As for kmixctrl setting the volume at startup, I believe it should not even have the capability to do so.  Preserving the volume across reboots is a job for the lower level sound system, not a graphical desktop.  If it wants to put a slider which sends a message to the lower level sound system telling it to adjust the volume, great; but saving and restoring volume settings should not be its job, and certainly shouldn't happen by default.  If this is changed I may consider using kdemultimedia again.
Comment 4 Christian Esken 2004-12-28 13:24:49 UTC
Yes, this is a duplicate of bug #69320. Thus this bug is fixed.

And to Adam: You can simply disable volume restauration. Start KMix, open configuration dialog, unmark "Restore volumes".

Another remark to Adam: I agreem this is a "lower level problem". But it is an impossible job  to tell THAT 100 Linux distributors and also all the other OS vendors (SUN, SGI, *BSD, ...). So now you probably understand why KDE has to do it.

Chris




*** This bug has been marked as a duplicate of 69320 ***
Comment 5 Adam 2004-12-29 03:43:24 UTC
Christian Esken wrote:

> Another remark to Adam: I agreem this is a "lower level problem". But it is an impossible job  to tell THAT 100 Linux distributors and also all the other OS vendors (SUN, SGI, *BSD, ...). So now you probably understand why KDE has to do it.

No, actually I don't understand.  (By the way, did you make a typo?  It seems you meant to say "to tell THAT to 100 Linux ...").  The fact is, I use a distribution/sound architecture which actually does it properly (ALSA on Gentoo).  A program should assume it is running within a working environment, rather than trying to fix its environment to work properly; otherwise, bloat and bugs result.  I agree that it is impossible to tell 100 distributions and vendors to fix their software; but it is also not KDE's problem.  Instead of trying to fix things, it should have as its dependency one of a set of working sound architecture programs.

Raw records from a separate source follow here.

#[cfg(test)]
mod tests {
    use super::*;
    use crate::config::ProcessingSettings;
    use crate::queue::InMemoryQueue;
    use crate::repository::{InMemoryRepository, MessageFilter};
    use crate::validation::KeywordScreener;

    fn test_pipeline() -> (Pipeline, Arc<InMemoryQueue>, Arc<InMemoryRepository>) {
        let queue = Arc::new(InMemoryQueue::new());
        let repository = Arc::new(InMemoryRepository::new());
        let metrics = Arc::new(ProcessingMetrics::new());
        let state = Arc::new(ProcessorState::new(false));
        let compliance =
            ComplianceValidator::new(Arc::new(KeywordScreener::new(["BLOCKED"])));
        let pipeline = Pipeline::new(
            queue.clone(),
            repository.clone(),
            compliance,
            metrics,
            state,
            QueueNames::default(),
            ProcessingSettings {
                retry_attempts: 1,
                retry_delay_seconds: 0,
                ..Default::default()
            },
        );
        (pipeline, queue, repository)
    }

    fn wire_payload(block4: &str) -> String {
        format!(
            "{{1:F01BANKDEFFAXXX0123456789}}{{2:I103BANKBEBBAXXXN}}{{4:\n{}\n-}}",
            block4
        )
    }

    fn recent_date() -> String {
        Utc::now().date_naive().format("%y%m%d").to_string()
    }

    #[tokio::test]
    async fn test_happy_path_persists_and_forwards() {
        let (pipeline, queue, repository) = test_pipeline();
        let payload = wire_payload(&format!(
            ":20:REF1\n:23B:CRED\n:32A:{}EUR1000,00\n:50K:/12345678\nALICE\n1 MAIN ST\n:59:/87654321\nBOB\n2 OAK AVE\n:71A:SHA",
            recent_date()
        ));
        pipeline.process_message(&payload).await;

        // Raw payload forwarded unaltered
        let forwarded = queue.receive("completed").await.unwrap().unwrap();
        assert_eq!(forwarded, payload);
        assert!(queue.is_empty("deadLetter"));

        let stored = repository
            .query(&MessageFilter::default(), 0, 10)
            .await
            .unwrap();
        assert_eq!(stored.len(), 1);
        assert_eq!(stored[0].status, MessageStatus::Processed);
        assert_eq!(stored[0].metadata["transactionReference"], json!("REF1"));
        assert_eq!(stored[0].metadata["currency"], json!("EUR"));
        assert!(stored[0].parsed_message.is_some());

        let snapshot = pipeline.metrics.snapshot();
        assert_eq!(snapshot.total_processed, 1);
        assert_eq!(snapshot.total_failed, 0);
    }

    #[tokio::test]
    async fn test_parse_failure_routes_to_dlq() {
        let (pipeline, queue, repository) = test_pipeline();
        // Block 4 never terminated
        let payload = "{1:F01BANKDEFFAXXX0123456789}{2:I103BANKBEBBAXXXN}{4:\n:20:REF1\n";
        pipeline.process_message(payload).await;

        assert!(queue.is_empty("completed"));
        let envelope_json = queue.receive("deadLetter").await.unwrap().unwrap();
        let envelope = DeadLetterEnvelope::from_json(&envelope_json).unwrap();
        assert!(envelope.error_reason.contains("Parsing"));
        assert_eq!(envelope.original_message, payload);

        let stored = repository
            .query(&MessageFilter::default(), 0, 10)
            .await
            .unwrap();
        assert_eq!(stored.len(), 1);
        assert_eq!(stored[0].status, MessageStatus::Failed);
        assert!(stored[0].error_details.as_ref().unwrap().contains("Parsing"));

        let snapshot = pipeline.metrics.snapshot();
        assert_eq!(snapshot.errors_by_type["ParsingError"], 1);
    }

    #[tokio::test]
    async fn test_validation_failure_mentions_amount() {
        let (pipeline, queue, repository) = test_pipeline();
        let payload = wire_payload(&format!(
            ":20:REF1\n:23B:CRED\n:32A:{}EUR-50,00\n:50K:/12345678\nALICE\n1 MAIN ST\n:59:/87654321\nBOB\n2 OAK AVE\n:71A:SHA",
            recent_date()
        ));
        pipeline.process_message(&payload).await;

        assert!(queue.is_empty("completed"));
        assert_eq!(queue.len("deadLetter"), 1);

        let stored = repository
            .query(&MessageFilter::default(), 0, 10)
            .await
            .unwrap();
        assert!(stored[0]
            .error_details
            .as_ref()
            .unwrap()
            .contains("amount"));
        let snapshot = pipeline.metrics.snapshot();
        assert_eq!(snapshot.errors_by_type["ValidationError"], 1);
    }

    #[tokio::test]
    async fn test_compliance_critical_amount_routes_to_dlq() {
        let (pipeline, queue, _repository) = test_pipeline();
        let payload = wire_payload(&format!(
            ":20:REF1\n:23B:CRED\n:32A:{}USD20000000,00\n:50K:/12345678\nALICE\n1 MAIN ST\n:59:/87654321\nBOB\n2 OAK AVE\n:71A:SHA",
            recent_date()
        ));
        pipeline.process_message(&payload).await;

        assert!(queue.is_empty("completed"));
        assert_eq!(queue.len("deadLetter"), 1);
        let snapshot = pipeline.metrics.snapshot();
        assert_eq!(snapshot.errors_by_type["ValidationError"], 1);
    }

    #[tokio::test]
    async fn test_database_failure_routes_to_dlq() {
        let (pipeline, queue, repository) = test_pipeline();
        // Exhaust both the repository's internal backoff (none in the
        // in-memory backend) and the pipeline's single attempt
        repository.inject_transient_failures(1);
        let payload = wire_payload(&format!(
            ":20:REF1\n:23B:CRED\n:32A:{}EUR1000,00\n:50K:/12345678\nALICE\n1 MAIN ST\n:59:/87654321\nBOB\n2 OAK AVE\n:71A:SHA",
            recent_date()
        ));
        pipeline.process_message(&payload).await;

        assert!(queue.is_empty("completed"));
        assert_eq!(queue.len("deadLetter"), 1);
        let snapshot = pipeline.metrics.snapshot();
        assert_eq!(snapshot.errors_by_type["DatabaseError"], 1);

        // The Failed record still landed once the injected failure cleared
        let stored = repository
            .query(&MessageFilter::default(), 0, 10)
            .await
            .unwrap();
        assert_eq!(stored.len(), 1);
        assert_eq!(stored[0].status, MessageStatus::Failed);
    }
}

Don't you see that the only hope to having software that works perfectly is to do your best for your own software, assuming everyone else will make their software work perfectly?
Comment 6 Christian Esken 2004-12-31 16:06:20 UTC
Well, it is the distributors task to make a proper installation. If Gentoo does things right with volume restauration, it should ship with a default kmixrc that disables volume restauration.
I feel KMix is doing everything correct here. I rather suggest you tell the Gentoo people to fix their package.
Comment 7 Adam 2004-12-31 16:18:50 UTC
But isn't the reason the default is for kmix to do volume restoration because other things sometimes don't work?  Don't you see how ridiculous it is to make a default option based on the assumption that things don't work?  I don't even want to waste the time of the Gentoo developers with this one because they'd probably just laugh at it!
Comment 8 Christian Esken 2004-12-31 19:07:18 UTC
1) And I won't waste my time with 100 bug reports that would come in about not-working volume restauration. Changing defaults would break volume restauration for too many users.
2) Also I must argue, that the UI is often a better place than the OS, as it allows users to set their own specific defaults.
3) Again: That thing is configurable - everybody can disable it.

Because of these 3 reasons the deafult will not be changed. This is a design decision. Point.